Each line from the opening of the records that follow to the line with "into a placeholder." needs to be written out exactly. Add nothing.
=-=-=
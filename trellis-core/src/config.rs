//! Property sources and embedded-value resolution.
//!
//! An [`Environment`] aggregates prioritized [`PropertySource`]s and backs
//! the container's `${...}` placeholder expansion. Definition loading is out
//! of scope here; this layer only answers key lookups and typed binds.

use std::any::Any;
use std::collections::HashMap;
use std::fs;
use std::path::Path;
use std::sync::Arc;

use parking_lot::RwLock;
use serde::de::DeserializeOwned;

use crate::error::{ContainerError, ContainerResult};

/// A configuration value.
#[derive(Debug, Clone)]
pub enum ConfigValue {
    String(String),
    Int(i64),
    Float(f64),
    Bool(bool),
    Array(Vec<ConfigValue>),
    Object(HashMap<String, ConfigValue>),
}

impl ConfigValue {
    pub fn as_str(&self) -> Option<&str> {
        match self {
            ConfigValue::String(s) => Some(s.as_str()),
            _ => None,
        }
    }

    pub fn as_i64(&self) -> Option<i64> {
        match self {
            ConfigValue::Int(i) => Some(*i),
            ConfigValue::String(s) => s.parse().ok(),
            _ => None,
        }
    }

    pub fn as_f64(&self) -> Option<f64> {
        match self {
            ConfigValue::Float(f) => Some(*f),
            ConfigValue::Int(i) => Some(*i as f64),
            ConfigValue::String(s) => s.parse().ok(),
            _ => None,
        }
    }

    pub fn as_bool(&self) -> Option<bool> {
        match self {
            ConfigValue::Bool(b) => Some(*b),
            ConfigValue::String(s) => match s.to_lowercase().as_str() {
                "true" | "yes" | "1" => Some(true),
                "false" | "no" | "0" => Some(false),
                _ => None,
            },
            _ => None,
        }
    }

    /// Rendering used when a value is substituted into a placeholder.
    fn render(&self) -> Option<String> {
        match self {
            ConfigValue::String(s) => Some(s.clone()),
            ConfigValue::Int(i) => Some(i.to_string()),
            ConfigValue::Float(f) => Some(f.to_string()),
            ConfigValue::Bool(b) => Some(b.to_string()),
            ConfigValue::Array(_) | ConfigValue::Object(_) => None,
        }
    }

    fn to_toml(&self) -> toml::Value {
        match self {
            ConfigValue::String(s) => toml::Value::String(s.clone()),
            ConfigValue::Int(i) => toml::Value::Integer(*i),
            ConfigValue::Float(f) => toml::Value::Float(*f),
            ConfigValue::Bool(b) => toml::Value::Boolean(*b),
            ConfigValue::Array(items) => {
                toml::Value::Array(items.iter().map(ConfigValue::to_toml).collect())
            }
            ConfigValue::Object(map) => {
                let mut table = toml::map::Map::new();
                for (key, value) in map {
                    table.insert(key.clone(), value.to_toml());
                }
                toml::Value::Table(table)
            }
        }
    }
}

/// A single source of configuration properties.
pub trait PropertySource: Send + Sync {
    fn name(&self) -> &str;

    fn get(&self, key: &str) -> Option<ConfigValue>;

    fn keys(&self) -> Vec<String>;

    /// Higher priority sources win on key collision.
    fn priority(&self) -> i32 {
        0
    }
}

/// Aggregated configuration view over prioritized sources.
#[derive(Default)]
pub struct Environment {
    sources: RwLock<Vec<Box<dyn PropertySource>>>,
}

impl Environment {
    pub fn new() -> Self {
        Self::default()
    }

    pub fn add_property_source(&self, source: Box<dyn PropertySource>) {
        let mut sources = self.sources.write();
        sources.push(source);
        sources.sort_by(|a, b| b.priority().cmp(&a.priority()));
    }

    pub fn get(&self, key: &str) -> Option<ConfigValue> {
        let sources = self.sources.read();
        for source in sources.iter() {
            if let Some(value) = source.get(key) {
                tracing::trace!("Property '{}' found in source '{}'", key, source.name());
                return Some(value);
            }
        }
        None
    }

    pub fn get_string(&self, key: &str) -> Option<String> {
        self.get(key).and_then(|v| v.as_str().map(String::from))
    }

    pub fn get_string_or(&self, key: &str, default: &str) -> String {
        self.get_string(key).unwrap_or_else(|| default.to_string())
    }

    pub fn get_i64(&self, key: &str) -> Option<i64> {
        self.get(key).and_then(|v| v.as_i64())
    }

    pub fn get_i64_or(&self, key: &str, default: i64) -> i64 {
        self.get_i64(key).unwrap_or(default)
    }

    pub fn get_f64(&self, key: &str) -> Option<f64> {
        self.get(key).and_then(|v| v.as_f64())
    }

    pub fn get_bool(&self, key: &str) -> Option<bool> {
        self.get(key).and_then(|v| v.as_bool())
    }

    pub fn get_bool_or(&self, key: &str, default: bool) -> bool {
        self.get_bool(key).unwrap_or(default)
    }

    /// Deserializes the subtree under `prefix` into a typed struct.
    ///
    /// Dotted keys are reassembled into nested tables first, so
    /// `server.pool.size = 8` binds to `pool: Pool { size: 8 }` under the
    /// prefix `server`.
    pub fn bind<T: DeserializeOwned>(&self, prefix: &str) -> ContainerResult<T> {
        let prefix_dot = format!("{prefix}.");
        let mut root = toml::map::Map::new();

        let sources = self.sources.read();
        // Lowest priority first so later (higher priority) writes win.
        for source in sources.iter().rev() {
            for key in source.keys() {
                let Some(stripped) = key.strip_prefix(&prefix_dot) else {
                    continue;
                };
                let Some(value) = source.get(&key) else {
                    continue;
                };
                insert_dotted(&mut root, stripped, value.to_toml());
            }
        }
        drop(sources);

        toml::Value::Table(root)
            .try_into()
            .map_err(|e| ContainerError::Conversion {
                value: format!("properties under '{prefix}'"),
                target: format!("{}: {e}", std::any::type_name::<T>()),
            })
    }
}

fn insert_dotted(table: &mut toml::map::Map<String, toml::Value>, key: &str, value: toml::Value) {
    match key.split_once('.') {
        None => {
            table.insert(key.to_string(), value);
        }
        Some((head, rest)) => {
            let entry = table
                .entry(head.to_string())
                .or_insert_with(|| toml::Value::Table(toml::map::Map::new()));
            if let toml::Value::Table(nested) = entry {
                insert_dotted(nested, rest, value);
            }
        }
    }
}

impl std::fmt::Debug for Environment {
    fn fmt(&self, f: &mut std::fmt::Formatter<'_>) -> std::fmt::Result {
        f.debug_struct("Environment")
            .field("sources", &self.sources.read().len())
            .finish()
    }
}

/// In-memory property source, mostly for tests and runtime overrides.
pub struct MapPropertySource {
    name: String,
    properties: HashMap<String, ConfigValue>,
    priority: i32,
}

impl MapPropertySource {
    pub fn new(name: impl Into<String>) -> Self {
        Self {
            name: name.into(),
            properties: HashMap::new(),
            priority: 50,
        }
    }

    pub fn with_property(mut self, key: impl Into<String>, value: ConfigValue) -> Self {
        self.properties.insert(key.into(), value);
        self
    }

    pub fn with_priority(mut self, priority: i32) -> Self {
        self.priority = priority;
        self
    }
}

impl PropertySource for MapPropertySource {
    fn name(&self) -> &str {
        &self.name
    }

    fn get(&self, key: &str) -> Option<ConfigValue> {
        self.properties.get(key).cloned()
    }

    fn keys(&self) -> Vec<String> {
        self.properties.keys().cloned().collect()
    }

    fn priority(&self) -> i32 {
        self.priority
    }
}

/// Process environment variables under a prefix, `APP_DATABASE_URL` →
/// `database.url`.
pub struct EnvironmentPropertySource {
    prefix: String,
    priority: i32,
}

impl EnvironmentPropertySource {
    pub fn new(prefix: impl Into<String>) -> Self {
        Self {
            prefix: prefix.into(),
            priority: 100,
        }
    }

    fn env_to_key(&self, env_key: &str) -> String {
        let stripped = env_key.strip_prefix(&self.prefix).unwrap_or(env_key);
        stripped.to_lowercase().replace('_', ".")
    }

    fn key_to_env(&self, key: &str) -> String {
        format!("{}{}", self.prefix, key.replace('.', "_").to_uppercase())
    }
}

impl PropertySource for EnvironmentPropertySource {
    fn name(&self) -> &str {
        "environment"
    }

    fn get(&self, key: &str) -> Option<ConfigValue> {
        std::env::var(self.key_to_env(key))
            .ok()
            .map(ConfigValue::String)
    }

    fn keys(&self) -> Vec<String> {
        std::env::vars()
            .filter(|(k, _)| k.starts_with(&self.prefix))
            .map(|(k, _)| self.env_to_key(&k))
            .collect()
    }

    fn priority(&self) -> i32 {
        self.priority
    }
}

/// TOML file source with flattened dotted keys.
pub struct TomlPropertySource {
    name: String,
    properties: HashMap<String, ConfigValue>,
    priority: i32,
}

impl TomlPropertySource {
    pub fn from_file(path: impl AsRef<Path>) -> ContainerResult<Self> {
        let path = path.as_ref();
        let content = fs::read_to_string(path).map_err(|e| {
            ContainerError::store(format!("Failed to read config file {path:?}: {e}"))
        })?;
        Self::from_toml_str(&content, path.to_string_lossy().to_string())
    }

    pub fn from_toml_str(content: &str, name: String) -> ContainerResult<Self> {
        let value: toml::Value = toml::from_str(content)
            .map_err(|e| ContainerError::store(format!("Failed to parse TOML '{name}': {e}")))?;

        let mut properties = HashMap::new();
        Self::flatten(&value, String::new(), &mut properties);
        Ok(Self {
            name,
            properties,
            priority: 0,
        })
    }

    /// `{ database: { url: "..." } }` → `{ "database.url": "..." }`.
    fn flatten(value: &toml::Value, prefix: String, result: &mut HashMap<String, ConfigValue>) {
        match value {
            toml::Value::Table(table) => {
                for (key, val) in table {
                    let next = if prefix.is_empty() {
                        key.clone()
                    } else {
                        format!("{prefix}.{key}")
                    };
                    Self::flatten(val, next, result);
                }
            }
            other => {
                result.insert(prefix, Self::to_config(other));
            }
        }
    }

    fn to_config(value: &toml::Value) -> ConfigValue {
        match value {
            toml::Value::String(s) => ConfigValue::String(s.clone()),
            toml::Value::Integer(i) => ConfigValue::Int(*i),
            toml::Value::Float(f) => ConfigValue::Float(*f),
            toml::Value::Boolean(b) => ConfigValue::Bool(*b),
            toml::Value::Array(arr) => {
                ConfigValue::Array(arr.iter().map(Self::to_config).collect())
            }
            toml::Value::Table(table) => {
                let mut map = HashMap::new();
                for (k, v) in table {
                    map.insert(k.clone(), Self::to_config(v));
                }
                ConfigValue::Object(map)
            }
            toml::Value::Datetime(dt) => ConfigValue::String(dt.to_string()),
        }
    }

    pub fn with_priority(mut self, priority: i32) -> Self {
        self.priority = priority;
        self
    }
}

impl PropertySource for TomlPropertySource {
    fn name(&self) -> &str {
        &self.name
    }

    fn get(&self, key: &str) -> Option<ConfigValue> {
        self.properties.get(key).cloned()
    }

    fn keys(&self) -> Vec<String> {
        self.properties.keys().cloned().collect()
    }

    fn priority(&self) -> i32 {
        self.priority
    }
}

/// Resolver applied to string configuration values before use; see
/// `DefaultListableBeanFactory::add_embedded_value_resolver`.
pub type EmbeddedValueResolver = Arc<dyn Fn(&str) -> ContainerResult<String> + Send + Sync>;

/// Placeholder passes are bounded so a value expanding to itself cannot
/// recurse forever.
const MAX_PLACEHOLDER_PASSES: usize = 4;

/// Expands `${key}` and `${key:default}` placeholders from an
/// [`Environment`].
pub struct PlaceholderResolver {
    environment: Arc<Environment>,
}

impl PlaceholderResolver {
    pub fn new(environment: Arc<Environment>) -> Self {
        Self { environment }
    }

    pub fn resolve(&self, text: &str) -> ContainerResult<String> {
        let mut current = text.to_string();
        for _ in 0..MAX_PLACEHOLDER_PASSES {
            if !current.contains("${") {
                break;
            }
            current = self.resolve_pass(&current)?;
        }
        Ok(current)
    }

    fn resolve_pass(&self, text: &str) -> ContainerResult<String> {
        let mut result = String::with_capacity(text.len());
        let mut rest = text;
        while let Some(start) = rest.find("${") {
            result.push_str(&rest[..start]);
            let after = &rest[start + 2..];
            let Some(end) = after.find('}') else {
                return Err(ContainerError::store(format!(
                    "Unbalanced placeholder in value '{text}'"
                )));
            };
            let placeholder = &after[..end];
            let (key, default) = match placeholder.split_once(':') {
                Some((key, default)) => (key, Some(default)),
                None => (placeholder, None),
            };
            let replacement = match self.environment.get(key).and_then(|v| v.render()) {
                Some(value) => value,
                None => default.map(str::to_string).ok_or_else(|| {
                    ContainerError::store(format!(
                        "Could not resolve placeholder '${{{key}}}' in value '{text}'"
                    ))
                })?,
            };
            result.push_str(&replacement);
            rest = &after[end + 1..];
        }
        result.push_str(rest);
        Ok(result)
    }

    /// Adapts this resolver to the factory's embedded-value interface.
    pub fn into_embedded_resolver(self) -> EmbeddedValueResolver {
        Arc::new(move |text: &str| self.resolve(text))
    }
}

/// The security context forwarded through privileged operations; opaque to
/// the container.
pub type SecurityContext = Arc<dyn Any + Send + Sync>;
=-=-=
RESPONSE AREA:
filename trellis-core/src/config.rs
//! Property sources and embedded-value resolution.
//!
//! An [`Environment`] aggregates prioritized [`PropertySource`]s and backs
//! the container's `${...}` placeholder expansion. Definition loading is out
//! of scope here; this layer only answers key lookups and typed binds.

use std::any::Any;
use std::collections::HashMap;
use std::fs;
use std::path::Path;
use std::sync::Arc;

use parking_lot::RwLock;
use serde::de::DeserializeOwned;

use crate::error::{ContainerError, ContainerResult};

/// A configuration value.
#[derive(Debug, Clone)]
pub enum ConfigValue {
    String(String),
    Int(i64),
    Float(f64),
    Bool(bool),
    Array(Vec<ConfigValue>),
    Object(HashMap<String, ConfigValue>),
}

impl ConfigValue {
    pub fn as_str(&self) -> Option<&str> {
        match self {
            ConfigValue::String(s) => Some(s.as_str()),
            _ => None,
        }
    }

    pub fn as_i64(&self) -> Option<i64> {
        match self {
            ConfigValue::Int(i) => Some(*i),
            ConfigValue::String(s) => s.parse().ok(),
            _ => None,
        }
    }

    pub fn as_f64(&self) -> Option<f64> {
        match self {
            ConfigValue::Float(f) => Some(*f),
            ConfigValue::Int(i) => Some(*i as f64),
            ConfigValue::String(s) => s.parse().ok(),
            _ => None,
        }
    }

    pub fn as_bool(&self) -> Option<bool> {
        match self {
            ConfigValue::Bool(b) => Some(*b),
            ConfigValue::String(s) => match s.to_lowercase().as_str() {
                "true" | "yes" | "1" => Some(true),
                "false" | "no" | "0" => Some(false),
                _ => None,
            },
            _ => None,
        }
    }

    /// Rendering used when a value is substituted into a placeholder.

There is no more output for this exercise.